▶ **Task to complete**: Would you write out, word for word, each line of the records below from the top through the one holding "let input = host_tensor(vec![1, 2, 2, 2], Layout::Nhwc);"?

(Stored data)
%%

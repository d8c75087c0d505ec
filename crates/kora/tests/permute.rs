use std::sync::Arc;

use kora::backend::builtin::kernel::PermuteKernel;
use kora::exec::Function;
use kora::ir::{DType, Layout, OperandInfo, PermuteType, Shape};
use kora::tensor::{read_f32, write_f32, HostTensor, Tensor};

fn host_tensor(dims: Vec<usize>, layout: Layout) -> Arc<HostTensor> {
    Arc::new(HostTensor::new(
        OperandInfo::new(DType::F32, Shape::new(dims)),
        layout,
    ))
}

#[test]
fn nhwc_to_nchw_reorders_channels() {
    let input = host_tensor(vec![1, 2, 2, 2], Layout::Nhwc);
    let output = host_tensor(vec![1, 2, 2, 2], Layout::Nchw);
    // value(h, w, c) = h*4 + w*2 + c
    write_f32(
        input.as_ref(),
        &[0.0, 1.0, 2.0, 3.0, 4.0, 5.0, 6.0, 7.0],
    )
    .unwrap();

    let mut kernel = PermuteKernel::new(
        Arc::clone(&input) as Arc<dyn Tensor>,
        Arc::clone(&output) as Arc<dyn Tensor>,
        PermuteType::NhwcToNchw,
    );
    kernel.run().unwrap();

    let result = read_f32(output.as_ref()).unwrap();
    assert_eq!(result, vec![0.0, 2.0, 4.0, 6.0, 1.0, 3.0, 5.0, 7.0]);
}

#[test]
fn nchw_to_nhwc_is_the_inverse() {
    let input = host_tensor(vec![1, 2, 2, 2], Layout::Nchw);
    let output = host_tensor(vec![1, 2, 2, 2], Layout::Nhwc);
    write_f32(
        input.as_ref(),
        &[0.0, 2.0, 4.0, 6.0, 1.0, 3.0, 5.0, 7.0],
    )
    .unwrap();

    let mut kernel = PermuteKernel::new(
        Arc::clone(&input) as Arc<dyn Tensor>,
        Arc::clone(&output) as Arc<dyn Tensor>,
        PermuteType::NchwToNhwc,
    );
    kernel.run().unwrap();

    let result = read_f32(output.as_ref()).unwrap();
    assert_eq!(
        result,
        vec![0.0, 1.0, 2.0, 3.0, 4.0, 5.0, 6.0, 7.0]
    );
}

#[test]
fn low_rank_tensors_are_copied_verbatim() {
    let input = host_tensor(vec![3], Layout::Nhwc);
    let output = host_tensor(vec![3], Layout::Nchw);
    write_f32(input.as_ref(), &[1.0, 2.0, 3.0]).unwrap();

    let mut kernel = PermuteKernel::new(
        Arc::clone(&input) as Arc<dyn Tensor>,
        Arc::clone(&output) as Arc<dyn Tensor>,
        PermuteType::NhwcToNchw,
    );
    kernel.run().unwrap();

    assert_eq!(read_f32(output.as_ref()).unwrap(), vec![1.0, 2.0, 3.0]);
}
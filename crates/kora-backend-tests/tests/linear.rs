use std::sync::Arc;

use kora::backend::{BackendId, BackendSet};
use kora::compiler::{create_executor, CompilerOptions};
use kora::error::ExecError;
use kora::exec::ExecutorMap;
use kora_backend_ref_cpu::CpuBackend;
use kora_backend_tests::graphs;
use kora_backend_tests::{f32_bytes, f32_from_bytes, RecordingObserver};

fn cpu_set() -> (BackendSet, BackendId) {
    let mut backends = BackendSet::new();
    backends.register(Arc::new(CpuBackend::new()));
    (backends, BackendId::new("cpu"))
}

#[test]
fn add_graph_doubles_its_input() {
    let (backends, cpu) = cpu_set();
    let executor_map = Arc::new(ExecutorMap::new());
    let options = CompilerOptions::default();

    let mut executor = create_executor(
        graphs::single_add_graph(&cpu),
        &options,
        &executor_map,
        &backends,
    )
    .unwrap();

    executor
        .set_input(0, &f32_bytes(&[1.0, 2.0, -3.0, 4.0]))
        .unwrap();
    executor.run().unwrap();
    let output = f32_from_bytes(&executor.get_output(0).unwrap());
    assert_eq!(output, vec![2.0, 4.0, -6.0, 8.0]);
}

#[test]
fn linear_runs_execute_the_same_sequence_every_time() {
    let (backends, cpu) = cpu_set();
    let executor_map = Arc::new(ExecutorMap::new());
    let options = CompilerOptions::default();

    let mut executor = create_executor(
        graphs::dynamic_chain_graph(&cpu),
        &options,
        &executor_map,
        &backends,
    )
    .unwrap();
    let observer = RecordingObserver::new();
    executor.add_observer(Box::new(observer.clone()));

    let input = f32_bytes(&[1.0, -2.0, 3.0, -4.0]);
    executor.set_input(0, &input).unwrap();
    executor.run().unwrap();
    let first_output = executor.get_output(0).unwrap();
    let first_ops: Vec<_> = observer.events().iter().map(|e| e.op_index).collect();

    executor.set_input(0, &input).unwrap();
    executor.run().unwrap();
    let second_output = executor.get_output(0).unwrap();
    let all_ops: Vec<_> = observer.events().iter().map(|e| e.op_index).collect();

    assert_eq!(first_output, second_output);
    assert_eq!(&all_ops[..first_ops.len()], &first_ops[..]);
    assert_eq!(&all_ops[first_ops.len()..], &first_ops[..]);
}

#[test]
fn dynamic_intermediate_survives_deallocation_between_runs() {
    let (backends, cpu) = cpu_set();
    let executor_map = Arc::new(ExecutorMap::new());
    let options = CompilerOptions::default();

    let mut executor = create_executor(
        graphs::dynamic_chain_graph(&cpu),
        &options,
        &executor_map,
        &backends,
    )
    .unwrap();

    // relu then neg: [1,-2,3,-4] -> [1,0,3,0] -> [-1,0,-3,0]. The dynamic
    // intermediate buffer is released after its final use and must come
    // back on the next run.
    for _ in 0..2 {
        executor
            .set_input(0, &f32_bytes(&[1.0, -2.0, 3.0, -4.0]))
            .unwrap();
        executor.run().unwrap();
        let output = f32_from_bytes(&executor.get_output(0).unwrap());
        assert_eq!(output, vec![-1.0, 0.0, -3.0, 0.0]);
    }
}

#[test]
fn backends_can_be_resolved_through_the_global_registry() {
    kora_backend_ref_cpu::register_cpu_backend();
    assert!(kora::backend::registry::has_backend("cpu"));
    let backends = BackendSet::from_registry(&["cpu"]).unwrap();
    let executor_map = Arc::new(ExecutorMap::new());

    let mut executor = create_executor(
        graphs::single_add_graph(&BackendId::new("cpu")),
        &CompilerOptions::default(),
        &executor_map,
        &backends,
    )
    .unwrap();
    executor
        .set_input(0, &f32_bytes(&[0.5, 1.5, 2.5, 3.5]))
        .unwrap();
    executor.run().unwrap();
    let output = f32_from_bytes(&executor.get_output(0).unwrap());
    assert_eq!(output, vec![1.0, 3.0, 5.0, 7.0]);
}

#[test]
fn wrong_input_size_is_rejected() {
    let (backends, cpu) = cpu_set();
    let executor_map = Arc::new(ExecutorMap::new());
    let options = CompilerOptions::default();

    let mut executor = create_executor(
        graphs::single_add_graph(&cpu),
        &options,
        &executor_map,
        &backends,
    )
    .unwrap();

    let result = executor.set_input(0, &[0u8; 3]);
    assert!(matches!(result, Err(ExecError::InvalidIo(_))));
    let result = executor.set_input(5, &f32_bytes(&[0.0; 4]));
    assert!(matches!(result, Err(ExecError::InvalidIo(_))));
}
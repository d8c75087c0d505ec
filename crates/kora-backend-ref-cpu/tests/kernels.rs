use std::sync::Arc;

use kora::exec::Function;
use kora::ir::{
    ComparisonOp, Conv2dSpec, DType, ElementwiseBinaryOp, Layout, OperandInfo, Shape,
};
use kora::tensor::{read_f32, write_f32, Tensor};
use kora_backend_ref_cpu::kernels::{BinaryKernel, CompareKernel, ConcatKernel, Conv2dKernel};
use kora_backend_ref_cpu::CpuTensor;

fn f32_tensor(dims: Vec<usize>, values: &[f32]) -> Arc<CpuTensor> {
    let tensor = Arc::new(CpuTensor::new(
        OperandInfo::new(DType::F32, Shape::new(dims)),
        Layout::Nhwc,
    ));
    write_f32(tensor.as_ref(), values).unwrap();
    tensor
}

fn empty_f32(dims: Vec<usize>) -> Arc<CpuTensor> {
    Arc::new(CpuTensor::new(
        OperandInfo::new(DType::F32, Shape::new(dims)),
        Layout::Nhwc,
    ))
}

#[test]
fn add_is_elementwise() {
    let lhs = f32_tensor(vec![4], &[1.0, 2.0, 3.0, 4.0]);
    let rhs = f32_tensor(vec![4], &[10.0, 20.0, 30.0, 40.0]);
    let out = empty_f32(vec![4]);
    let mut kernel = BinaryKernel::new(
        ElementwiseBinaryOp::Add,
        lhs as Arc<dyn Tensor>,
        rhs as Arc<dyn Tensor>,
        Arc::clone(&out) as Arc<dyn Tensor>,
    );
    kernel.run().unwrap();
    assert_eq!(
        read_f32(out.as_ref()).unwrap(),
        vec![11.0, 22.0, 33.0, 44.0]
    );
}

#[test]
fn mismatched_operand_lengths_are_rejected() {
    let lhs = f32_tensor(vec![4], &[1.0, 2.0, 3.0, 4.0]);
    let rhs = f32_tensor(vec![2], &[1.0, 2.0]);
    let out = empty_f32(vec![4]);
    let mut kernel = BinaryKernel::new(
        ElementwiseBinaryOp::Mul,
        lhs as Arc<dyn Tensor>,
        rhs as Arc<dyn Tensor>,
        out as Arc<dyn Tensor>,
    );
    assert!(kernel.run().is_err());
}

#[test]
fn valid_padding_convolution_matches_hand_computation() {
    // 3x3 single-channel input, 2x2 all-ones filter, no padding:
    // each output is the sum of a 2x2 window.
    let input = f32_tensor(
        vec![1, 3, 3, 1],
        &[1.0, 2.0, 3.0, 4.0, 5.0, 6.0, 7.0, 8.0, 9.0],
    );
    let filter = f32_tensor(vec![1, 2, 2, 1], &[1.0; 4]);
    let out = empty_f32(vec![1, 2, 2, 1]);
    let mut kernel = Conv2dKernel::new(
        Conv2dSpec {
            strides: [1, 1],
            padding: [0, 0],
        },
        input as Arc<dyn Tensor>,
        filter as Arc<dyn Tensor>,
        None,
        Arc::clone(&out) as Arc<dyn Tensor>,
    );
    kernel.run().unwrap();
    assert_eq!(
        read_f32(out.as_ref()).unwrap(),
        vec![12.0, 16.0, 24.0, 28.0]
    );
}

#[test]
fn bias_is_added_per_output_channel() {
    let input = f32_tensor(vec![1, 2, 2, 1], &[1.0, 1.0, 1.0, 1.0]);
    let filter = f32_tensor(vec![2, 1, 1, 1], &[1.0, 2.0]);
    let bias = f32_tensor(vec![2], &[0.5, -0.5]);
    let out = empty_f32(vec![1, 2, 2, 2]);
    let mut kernel = Conv2dKernel::new(
        Conv2dSpec {
            strides: [1, 1],
            padding: [0, 0],
        },
        input as Arc<dyn Tensor>,
        filter as Arc<dyn Tensor>,
        Some(bias as Arc<dyn Tensor>),
        Arc::clone(&out) as Arc<dyn Tensor>,
    );
    kernel.run().unwrap();
    assert_eq!(
        read_f32(out.as_ref()).unwrap(),
        vec![1.5, 1.5, 1.5, 1.5, 1.5, 1.5, 1.5, 1.5]
    );
}

#[test]
fn concat_joins_along_the_leading_axis() {
    let first = f32_tensor(vec![2, 2], &[1.0, 2.0, 3.0, 4.0]);
    let second = f32_tensor(vec![1, 2], &[5.0, 6.0]);
    let out = empty_f32(vec![3, 2]);
    let mut kernel = ConcatKernel::new(
        0,
        vec![first as Arc<dyn Tensor>, second as Arc<dyn Tensor>],
        Arc::clone(&out) as Arc<dyn Tensor>,
    );
    kernel.run().unwrap();
    assert_eq!(
        read_f32(out.as_ref()).unwrap(),
        vec![1.0, 2.0, 3.0, 4.0, 5.0, 6.0]
    );
}

#[test]
fn concat_joins_along_an_inner_axis() {
    let first = f32_tensor(vec![2, 1], &[1.0, 2.0]);
    let second = f32_tensor(vec![2, 2], &[3.0, 4.0, 5.0, 6.0]);
    let out = empty_f32(vec![2, 3]);
    let mut kernel = ConcatKernel::new(
        1,
        vec![first as Arc<dyn Tensor>, second as Arc<dyn Tensor>],
        Arc::clone(&out) as Arc<dyn Tensor>,
    );
    kernel.run().unwrap();
    assert_eq!(
        read_f32(out.as_ref()).unwrap(),
        vec![1.0, 3.0, 4.0, 2.0, 5.0, 6.0]
    );
}

#[test]
fn compare_writes_boolean_bytes() {
    let lhs = f32_tensor(vec![3], &[1.0, 5.0, 2.0]);
    let rhs = f32_tensor(vec![3], &[2.0, 2.0, 2.0]);
    let out = Arc::new(CpuTensor::new(
        OperandInfo::new(DType::Bool, Shape::new(vec![3])),
        Layout::Nhwc,
    ));
    let mut kernel = CompareKernel::new(
        ComparisonOp::Less,
        lhs as Arc<dyn Tensor>,
        rhs as Arc<dyn Tensor>,
        Arc::clone(&out) as Arc<dyn Tensor>,
    );
    kernel.run().unwrap();
    let bytes = out.buffer().to_vec().unwrap();
    assert_eq!(bytes, vec![1, 0, 0]);
}
//! Turns a lowered, backend-assigned graph into an executable schedule.
//!
//! Construction order matters: partial graphs first, then IO tensors, then
//! every backend's native tensors, then migrant wiring, and only then kernel
//! generation, because kernel generators capture tensor objects by identity.

use std::collections::BTreeSet;
use std::num::NonZeroUsize;
use std::sync::Arc;

use crate::backend::builtin::BuiltinContext;
use crate::backend::{BackendContexts, BackendId, BackendSet, TensorRegistries};
use crate::backend::builtin::{IoTensor, CONFIG_ID};
use crate::compiler::liveness::{self, DeallocMap};
use crate::compiler::partition::create_backend_contexts;
use crate::compiler::{linear, CompilerOptions, ExecutorKind, LoweredGraph};
use crate::env;
use crate::error::{CompileError, CompileResult};
use crate::exec::base::ExecutorBase;
use crate::exec::dataflow::DataflowExecutor;
use crate::exec::exec_time::ExecTime;
use crate::exec::parallel::ParallelExecutor;
use crate::exec::{
    CodeEntry, CodeMap, DeallocFunction, Executor, ExecutorMap, JobMeta, LinearExecutor,
    ProfileObserver, TracingObserver,
};
use crate::ir::Layout;

/// Builds one executor for the lowered graph under the given options.
///
/// The graph is transferred into the executor and held until destruction.
/// Construction failures are fatal: no partial executor is returned. The
/// shared `executor_map` lets control-flow kernels dispatch into nested
/// subgraphs compiled earlier.
pub fn create_executor(
    lowered_graph: LoweredGraph,
    options: &CompilerOptions,
    executor_map: &Arc<ExecutorMap>,
    backends: &BackendSet,
) -> CompileResult<Box<dyn Executor>> {
    match options.executor {
        ExecutorKind::Linear => create_linear_executor(lowered_graph, options, executor_map, backends),
        ExecutorKind::Dataflow => {
            create_dataflow_executor(lowered_graph, options, executor_map, backends, false)
        }
        ExecutorKind::Parallel => {
            create_dataflow_executor(lowered_graph, options, executor_map, backends, true)
        }
    }
}

fn create_linear_executor(
    lowered_graph: LoweredGraph,
    options: &CompilerOptions,
    executor_map: &Arc<ExecutorMap>,
    backends: &BackendSet,
) -> CompileResult<Box<dyn Executor>> {
    lowered_graph.validate()?;
    let mut contexts = create_backend_contexts(&lowered_graph, backends, true)?;
    let tensor_regs = TensorRegistries::new(&contexts);

    init_io_tensors(&lowered_graph, &tensor_regs)?;

    let order = linear::linearize(&lowered_graph);
    linear::dump(&lowered_graph, &order);

    for context in contexts.values_mut() {
        context.gen_tensors()?;
    }
    prepare_migrant_tensors(&lowered_graph, &contexts, &tensor_regs)?;
    prepare_builtin_backend(&tensor_regs, executor_map, &mut contexts);

    let dealloc_map =
        liveness::plan_deallocations(lowered_graph.graph(), &order, &tensor_regs)?;

    let code_map = generate_kernels(
        &lowered_graph,
        backends,
        &mut contexts,
        options,
        Some(dealloc_map),
    )?;

    let base = ExecutorBase::new(lowered_graph, contexts, tensor_regs, options.tracing_ctx)?;
    let mut executor = LinearExecutor::new(base, code_map, order);

    if let Some(path) = &options.trace_filepath {
        executor.add_observer(Box::new(TracingObserver::new(path.clone())));
    }

    Ok(Box::new(executor))
}

fn create_dataflow_executor(
    lowered_graph: LoweredGraph,
    options: &CompilerOptions,
    executor_map: &Arc<ExecutorMap>,
    backends: &BackendSet,
    parallel: bool,
) -> CompileResult<Box<dyn Executor>> {
    lowered_graph.validate()?;
    let mut contexts = create_backend_contexts(&lowered_graph, backends, false)?;
    let tensor_regs = TensorRegistries::new(&contexts);

    init_io_tensors(&lowered_graph, &tensor_regs)?;

    for context in contexts.values_mut() {
        context.gen_tensors()?;
    }
    prepare_migrant_tensors(&lowered_graph, &contexts, &tensor_regs)?;
    prepare_builtin_backend(&tensor_regs, executor_map, &mut contexts);

    let code_map = generate_kernels(&lowered_graph, backends, &mut contexts, options, None)?;

    let base = ExecutorBase::new(lowered_graph, contexts, tensor_regs, options.tracing_ctx)?;

    let mut executor: Box<dyn Executor> = if parallel {
        let workers = worker_count(options);
        Box::new(ParallelExecutor::new(base, code_map, workers))
    } else {
        let mut executor = DataflowExecutor::new(base, code_map);
        if options.he_profiling_mode {
            let exec_time = Arc::new(ExecTime::new());
            executor.add_observer(Box::new(ProfileObserver::new(exec_time)));
        }
        Box::new(executor)
    };

    if let Some(path) = &options.trace_filepath {
        executor.add_observer(Box::new(TracingObserver::new(path.clone())));
    }

    Ok(executor)
}

fn worker_count(options: &CompilerOptions) -> NonZeroUsize {
    options
        .parallel_workers
        .or_else(env::worker_count_override)
        .or_else(|| std::thread::available_parallelism().ok())
        .unwrap_or_else(|| NonZeroUsize::new(1).expect("1 is non-zero"))
}

/// Installs one boundary tensor per graph input and output into the builtin
/// backend's registry.
///
/// The layout follows the operand's chosen def factor; NHWC is only the
/// fallback for operands the lowering left without one.
pub fn init_io_tensors(
    lowered_graph: &LoweredGraph,
    tensor_regs: &TensorRegistries,
) -> CompileResult<()> {
    let builtin = tensor_regs.builtin()?;
    for index in lowered_graph.graph().io_indices() {
        let operand = lowered_graph
            .graph()
            .operand(index)
            .ok_or_else(|| CompileError::config(format!("graph io operand {index} is missing")))?;
        let layout = lowered_graph
            .operand_lower_info(index)
            .and_then(|info| info.only_factor().ok())
            .map(|factor| factor.layout)
            .unwrap_or(Layout::Nhwc);
        let tensor = Arc::new(IoTensor::new(operand.info().clone(), layout));
        builtin.set_native_io_tensor(index, tensor)?;
    }
    Ok(())
}

/// Registers portable tensors owned by one backend as read-only migrants in
/// every other backend that consumes them.
///
/// Runs after all `gen_tensors` calls and before any `gen_kernels` call.
/// Non-portable tensors are left alone: the lowering stage bridges those
/// with explicit permute operations.
pub fn prepare_migrant_tensors(
    lowered_graph: &LoweredGraph,
    contexts: &BackendContexts,
    tensor_regs: &TensorRegistries,
) -> CompileResult<()> {
    for (op_index, operation) in lowered_graph.graph().operations().iter() {
        let backend = &lowered_graph
            .operation_lower_info(op_index)
            .ok_or_else(|| {
                CompileError::config(format!("operation {op_index} has no backend assigned"))
            })?
            .backend;
        let registry = contexts
            .get(backend)
            .ok_or_else(|| {
                CompileError::config(format!("no context for backend '{backend}'"))
            })?
            .tensor_registry();
        for index in operation.io_operands() {
            if registry.get(index).is_some() {
                continue;
            }
            let tensor = tensor_regs.get(index).ok_or_else(|| {
                CompileError::tensor(format!(
                    "operand {index} of operation {op_index} resolves to no tensor in any registry"
                ))
            })?;
            if tensor.is_portable() {
                registry.set_migrant_tensor(index, tensor)?;
            }
        }
    }

    // Every operation must now resolve each of its operands in its own
    // backend's registry.
    for (op_index, operation) in lowered_graph.graph().operations().iter() {
        let backend = &lowered_graph
            .operation_lower_info(op_index)
            .ok_or_else(|| {
                CompileError::config(format!("operation {op_index} has no backend assigned"))
            })?
            .backend;
        let registry = contexts
            .get(backend)
            .ok_or_else(|| {
                CompileError::config(format!("no context for backend '{backend}'"))
            })?
            .tensor_registry();
        for index in operation.io_operands() {
            if registry.get(index).is_none() {
                return Err(CompileError::config(format!(
                    "operand {index} of operation {op_index} is unreachable from backend \
                     '{backend}' after migrant wiring"
                )));
            }
        }
    }
    Ok(())
}

/// Hands the builtin kernel generator the runtime objects its control-flow
/// kernels need: the union registry view and a non-owning handle to the
/// executor map.
fn prepare_builtin_backend(
    tensor_regs: &TensorRegistries,
    executor_map: &Arc<ExecutorMap>,
    contexts: &mut BackendContexts,
) {
    for context in contexts.values_mut() {
        if let Some(builtin) = context.as_any_mut().downcast_mut::<BuiltinContext>() {
            builtin.set_tensor_registries(tensor_regs.clone());
            builtin.set_executor_map(Arc::downgrade(executor_map));
        }
    }
}

/// Non-builtin backends in map order, builtin last: the builtin backend owns
/// the permute kernels that bridge backends and must see every other
/// backend's finalized tensors.
fn ordered_backend_ids(contexts: &BackendContexts) -> Vec<BackendId> {
    let mut ordered: Vec<BackendId> = contexts
        .keys()
        .filter(|id| id.as_str() != CONFIG_ID)
        .cloned()
        .collect();
    ordered.extend(contexts.keys().filter(|id| id.as_str() == CONFIG_ID).cloned());
    ordered
}

fn generate_kernels(
    lowered_graph: &LoweredGraph,
    backends: &BackendSet,
    contexts: &mut BackendContexts,
    options: &CompilerOptions,
    mut dealloc_map: Option<DeallocMap>,
) -> CompileResult<CodeMap> {
    let mut code_map = CodeMap::new();
    for backend_id in ordered_backend_ids(contexts) {
        let context = contexts
            .get_mut(&backend_id)
            .expect("context listed but missing");
        let expected: Vec<_> = context.data().op_order.clone();
        let codes = context.gen_kernels()?;

        let mut covered = BTreeSet::new();
        for (op_index, mut fn_seq) in codes {
            if fn_seq.is_empty() {
                return Err(CompileError::kernel_gen(format!(
                    "backend '{backend_id}' returned an empty sequence for operation {op_index}"
                )));
            }
            covered.insert(op_index);

            if options.he_profiling_mode {
                let backend = backends.get(&backend_id).ok_or_else(|| {
                    CompileError::config(format!("backend '{backend_id}' is not registered"))
                })?;
                fn_seq.wrap_sync(backend.config());
            }
            if let Some(dealloc_map) = dealloc_map.as_mut() {
                if let Some(dealloc_list) = dealloc_map.remove(&op_index) {
                    if !dealloc_list.is_empty() {
                        fn_seq.append(Box::new(DeallocFunction::new(dealloc_list)));
                    }
                }
            }

            let op_name = lowered_graph
                .graph()
                .operation(op_index)
                .map(|operation| operation.kind().name())
                .unwrap_or("?");
            let meta = JobMeta {
                op_index,
                op_name,
                backend: backend_id.clone(),
            };
            if code_map.insert(op_index, CodeEntry { meta, fn_seq }).is_some() {
                return Err(CompileError::kernel_gen(format!(
                    "operation {op_index} received code from more than one backend"
                )));
            }
        }

        for op_index in expected {
            if !covered.contains(&op_index) {
                return Err(CompileError::kernel_gen(format!(
                    "backend '{backend_id}' returned no kernel for operation {op_index}"
                )));
            }
        }
    }
    Ok(code_map)
}
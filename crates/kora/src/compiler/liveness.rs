//! Last-use analysis over a linearized schedule.
//!
//! The linear executor frees dynamic intermediate buffers as soon as their
//! final consumer has run; this module computes, per operation, which
//! operands die there.

use std::collections::{BTreeMap, BTreeSet};
use std::sync::Arc;

use crate::backend::TensorRegistries;
use crate::error::{CompileError, CompileResult};
use crate::ir::{Graph, OperandIndex, OperationIndex};
use crate::tensor::Tensor;

/// Tensors to release after each operation of a linear schedule.
pub type DeallocMap = BTreeMap<OperationIndex, Vec<Arc<dyn Tensor>>>;

/// Computes, for each operation in `order`, the operands whose last use in
/// the schedule is that operation.
///
/// Variables, constants and graph inputs/outputs never appear: their
/// buffers outlive the run. Each dying operand appears in exactly one list.
pub fn last_use_operands(
    graph: &Graph,
    order: &[OperationIndex],
) -> BTreeMap<OperationIndex, Vec<OperandIndex>> {
    let mut remaining_uses: BTreeMap<OperandIndex, u32> = BTreeMap::new();
    let mut constants: Vec<OperandIndex> = Vec::new();
    let model_io: BTreeSet<OperandIndex> = graph.io_indices().into_iter().collect();

    for (index, operand) in graph.operands().iter() {
        remaining_uses.insert(index, operand.uses().len() as u32);
        if operand.is_constant() {
            constants.push(index);
        }
    }
    // Pin constants so the walk can never retire them.
    for index in &constants {
        if let Some(count) = remaining_uses.get_mut(index) {
            *count += 1;
        }
    }

    let mut dying: BTreeMap<OperationIndex, Vec<OperandIndex>> = BTreeMap::new();
    for op_index in order {
        let operation = match graph.operation(*op_index) {
            Some(operation) => operation,
            None => continue,
        };
        for input in operation.distinct_inputs() {
            let count = remaining_uses
                .get_mut(&input)
                .expect("input operand missing from use counts");
            debug_assert!(*count > 0);
            *count -= 1;
            let operand = graph.operand(input).expect("operand missing from graph");
            if *count == 0 && !operand.info().is_variable && !model_io.contains(&input) {
                dying.entry(*op_index).or_default().push(input);
            }
        }
    }

    for index in &constants {
        if let Some(count) = remaining_uses.get_mut(index) {
            *count -= 1;
        }
    }
    debug_assert!(
        remaining_uses.values().all(|count| *count == 0),
        "liveness walk left unresolved uses"
    );

    dying
}

/// Resolves the dying operands of each operation to their runtime tensors.
pub fn plan_deallocations(
    graph: &Graph,
    order: &[OperationIndex],
    tensor_regs: &TensorRegistries,
) -> CompileResult<DeallocMap> {
    let mut dealloc_map = DeallocMap::new();
    for (op_index, operands) in last_use_operands(graph, order) {
        let mut tensors = Vec::with_capacity(operands.len());
        for index in operands {
            let tensor = tensor_regs.get(index).ok_or_else(|| {
                CompileError::tensor(format!(
                    "operand {index} scheduled for deallocation has no tensor"
                ))
            })?;
            tensors.push(tensor);
        }
        dealloc_map.insert(op_index, tensors);
    }
    Ok(dealloc_map)
}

%%

▶ **Result below**:
repository d8c75087c0d505ec
filename crates/kora/tests/permute.rs
use std::sync::Arc;

use kora::backend::builtin::kernel::PermuteKernel;
use kora::exec::Function;
use kora::ir::{DType, Layout, OperandInfo, PermuteType, Shape};
use kora::tensor::{read_f32, write_f32, HostTensor, Tensor};

fn host_tensor(dims: Vec<usize>, layout: Layout) -> Arc<HostTensor> {
    Arc::new(HostTensor::new(
        OperandInfo::new(DType::F32, Shape::new(dims)),
        layout,
    ))
}

#[test]
fn nhwc_to_nchw_reorders_channels() {
    let input = host_tensor(vec![1, 2, 2, 2], Layout::Nhwc);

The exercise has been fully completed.